The Unavoidable Divisiveness of Hillary from the Get-Go

Earlier today, on social media, I mentioned a New York Post editorial that pointed out the curious alignment of massive speaking fees for the Clinton family and wealthy parties who had business before Hillary Clinton’s state department.  We’re not lacking for such things, but this would be a great entry for the GOP party game, “What if a Republican had done this?”

Putting aside the regular issues of partisan preferences and media bias — or at least letting them blur a little in order to focus in on a particular observation — Clinton is fascinating because of the position in which she places the American electorate.  Bill Whittle’s latest “Afterburner” video looking ahead to 2016 touches no the topic and is worth the few minutes of your time.  As Whittle points out, applying U.S. Code Title 18, Part I, Chapter 101, Section 2071 even to that which is so undeniable that even the New York Times has reported as potentially rule-breaking actions, a very strong case should be made that Clinton should be prosecuted, removed from office (if holding one), and banned from every holding office again.

In short, this is serious stuff.  Yet, the Democrat Party, far from running from Clinton, appears unwilling or unable to produce a feasible alternative for its voters to consider.  Meanwhile — and this is the part that really strikes me — many on the other side see Clinton in exactly the terms that Whittle uses:

The question for 2016 is: Will her friends in the media be able to continue to cover this up, and more importantly, what will Obama’s Justice Department do when the FBI… finally brings in its bulging case of evidence against Hillary Clinton?  Because, you see, we no longer live in a nation of laws.  If we did, this woman wouldn’t be running for office; she’d be running for Mexico.  Will Obama deign to order his attorney general lapdog to prosecute, or will he, with the wave of an imperial hand simply let her walk?
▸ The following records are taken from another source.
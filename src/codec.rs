//! # Byte Codec
//!
//! Low-level decoding primitives shared by the transaction, block and undo
//! parsers: a bounds-checked cursor, the two distinct variable-integer
//! encodings (CompactSize for consensus serialization, CVarInt for undo
//! files), double-SHA256, XOR de-obfuscation and Bitcoin Core's compressed
//! amount scheme.

use crate::error::{AnalyzerError, AnalyzerResult};
use sha2::{Digest, Sha256};

/// Bounds-checked cursor over an in-memory byte buffer.
///
/// Every read fails with `TRUNCATED` (naming the field being read) when the
/// buffer ends mid-value. Positions may be seeked past the end; the next
/// read reports the truncation.
#[derive(Debug)]
pub struct ByteReader<'a> {
    data: &'a [u8],
    pos: usize,
}

impl<'a> ByteReader<'a> {
    pub fn new(data: &'a [u8]) -> Self {
        Self { data, pos: 0 }
    }

    /// Current offset from the start of the buffer
    pub fn position(&self) -> usize {
        self.pos
    }

    /// Move the cursor to an absolute offset
    pub fn seek(&mut self, pos: usize) {
        self.pos = pos;
    }

    /// Bytes left before the end of the buffer
    pub fn remaining(&self) -> usize {
        self.data.len().saturating_sub(self.pos)
    }

    pub fn is_at_end(&self) -> bool {
        self.pos >= self.data.len()
    }

    /// Read exactly `n` bytes, or fail with `TRUNCATED`
    pub fn read_bytes(&mut self, n: usize, context: &'static str) -> AnalyzerResult<&'a [u8]> {
        if self.remaining() < n {
            return Err(AnalyzerError::truncated(context));
        }
        let slice = &self.data[self.pos..self.pos + n];
        self.pos += n;
        Ok(slice)
    }

    pub fn read_u8(&mut self, context: &'static str) -> AnalyzerResult<u8> {
        Ok(self.read_bytes(1, context)?[0])
    }

    pub fn read_u16_le(&mut self, context: &'static str) -> AnalyzerResult<u16> {
        let b = self.read_bytes(2, context)?;
        Ok(u16::from_le_bytes([b[0], b[1]]))
    }

    pub fn read_u32_le(&mut self, context: &'static str) -> AnalyzerResult<u32> {
        let b = self.read_bytes(4, context)?;
        Ok(u32::from_le_bytes([b[0], b[1], b[2], b[3]]))
    }

    pub fn read_i32_le(&mut self, context: &'static str) -> AnalyzerResult<i32> {
        Ok(self.read_u32_le(context)? as i32)
    }

    pub fn read_u64_le(&mut self, context: &'static str) -> AnalyzerResult<u64> {
        let b = self.read_bytes(8, context)?;
        Ok(u64::from_le_bytes([
            b[0], b[1], b[2], b[3], b[4], b[5], b[6], b[7],
        ]))
    }

    /// Read a 32-byte hash
    pub fn read_hash(&mut self, context: &'static str) -> AnalyzerResult<[u8; 32]> {
        let b = self.read_bytes(32, context)?;
        let mut hash = [0u8; 32];
        hash.copy_from_slice(b);
        Ok(hash)
    }

    /// Read a Bitcoin CompactSize length prefix.
    ///
    /// One byte below 0xfd is the value itself; 0xfd/0xfe/0xff introduce a
    /// 2/4/8-byte little-endian value. Used in transaction and block
    /// serialization, never in undo files.
    pub fn read_compact_size(&mut self, context: &'static str) -> AnalyzerResult<u64> {
        let first = self.read_u8(context)?;
        match first {
            0xfd => Ok(u64::from(self.read_u16_le(context)?)),
            0xfe => Ok(u64::from(self.read_u32_le(context)?)),
            0xff => self.read_u64_le(context),
            _ => Ok(u64::from(first)),
        }
    }

    /// Read Bitcoin Core's CVarInt, the variable-length integer used in
    /// undo (rev*.dat) files. This is NOT CompactSize.
    ///
    /// Each byte contributes its low 7 bits, big-endian; a set top bit
    /// means more bytes follow and adds an implicit +1 per continuation.
    pub fn read_varint(&mut self, context: &'static str) -> AnalyzerResult<u64> {
        let mut n: u64 = 0;
        loop {
            let b = self.read_u8(context)?;
            n = n.wrapping_shl(7) | u64::from(b & 0x7f);
            if b & 0x80 == 0 {
                return Ok(n);
            }
            n = n.wrapping_add(1);
        }
    }
}

/// Append a CompactSize encoding of `val` to `out`
pub fn write_compact_size(out: &mut Vec<u8>, val: u64) {
    if val < 0xfd {
        out.push(val as u8);
    } else if val <= 0xffff {
        out.push(0xfd);
        out.extend_from_slice(&(val as u16).to_le_bytes());
    } else if val <= 0xffff_ffff {
        out.push(0xfe);
        out.extend_from_slice(&(val as u32).to_le_bytes());
    } else {
        out.push(0xff);
        out.extend_from_slice(&val.to_le_bytes());
    }
}

/// Double SHA256 (txids, wtxids, block hashes, Merkle nodes)
pub fn double_sha256(data: &[u8]) -> [u8; 32] {
    let first = Sha256::digest(data);
    let second = Sha256::digest(first);
    second.into()
}

/// Hex of a hash in display order (byte-reversed from internal order)
pub fn reversed_hex(bytes: &[u8]) -> String {
    let reversed: Vec<u8> = bytes.iter().rev().copied().collect();
    hex::encode(reversed)
}

/// Undo the XOR obfuscation Bitcoin Core applies to blk/rev files.
///
/// An empty or all-zero key is a no-op; otherwise every byte is XORed with
/// the key byte at its offset modulo the key length.
pub fn xor_decode(data: &[u8], key: &[u8]) -> Vec<u8> {
    if key.is_empty() || key.iter().all(|&b| b == 0) {
        return data.to_vec();
    }
    data.iter()
        .enumerate()
        .map(|(i, &b)| b ^ key[i % key.len()])
        .collect()
}

/// Decompress a Bitcoin Core compressed amount into satoshis.
///
/// Exact inverse of `CompressAmount` in Bitcoin Core's compressor: the
/// encoding factors out trailing decimal zeros and the lowest non-zero
/// digit. Any deviation here corrupts every reconstructed prevout.
pub fn decompress_amount(x: u64) -> i64 {
    if x == 0 {
        return 0;
    }
    let mut x = x - 1;
    let e = x % 10;
    x /= 10;
    let mut n: u64;
    if e < 9 {
        let d = (x % 9) + 1;
        x /= 9;
        n = x.wrapping_mul(10).wrapping_add(d);
        for _ in 0..e {
            n = n.wrapping_mul(10);
        }
    } else {
        n = x.wrapping_add(1);
        for _ in 0..9 {
            n = n.wrapping_mul(10);
        }
    }
    n as i64
}

/// Decode a hex string, mapping failures to `INVALID_HEX`
pub fn decode_hex(input: &str) -> AnalyzerResult<Vec<u8>> {
    hex::decode(input).map_err(|e| AnalyzerError::hex(e.to_string()))
}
Well, there’s arguments to be made both ways, but if she does walk, and if she is elected, she will enter the office of the presidency as the most corrupt, lawless, mean-spirited, creature ever to crawl out of a too-far-away toilet, and her custom-made Oval Office rug had damn well better be made out of vinyl to be able to be washed off with a garden hose, and frequently.

Whittle goes on to prove that he’s not fond of Donald Trump, either (at least as a candidate for the presidency), but what’s striking is the possibility that the presumed candidate for one of the two major parties would enter her very first year, if she wins the office, with this level of opposition, founded in a sense that she is simply illegitimately holding it — a sense that reasonable people find to be founded in plain facts.

Of course, Clinton supporters have the escape hatch of saying that this is just politics, minimizing the extent of the sentiment as the rhetoric of fringe commentators and insinuating sexism among those who oppose her (the wife of a man who could just as legitimately be characterized as a sexual predator).  The truly stunning thing is that, at least that I’ve seen, not a single person in Clinton’s party or on the left more generally has raised this sentiment as something that (oh, I don’t know) might at least justify a little consideration by way of reviewing other options, if not for the electoral benefit of the party, then for the good of the country.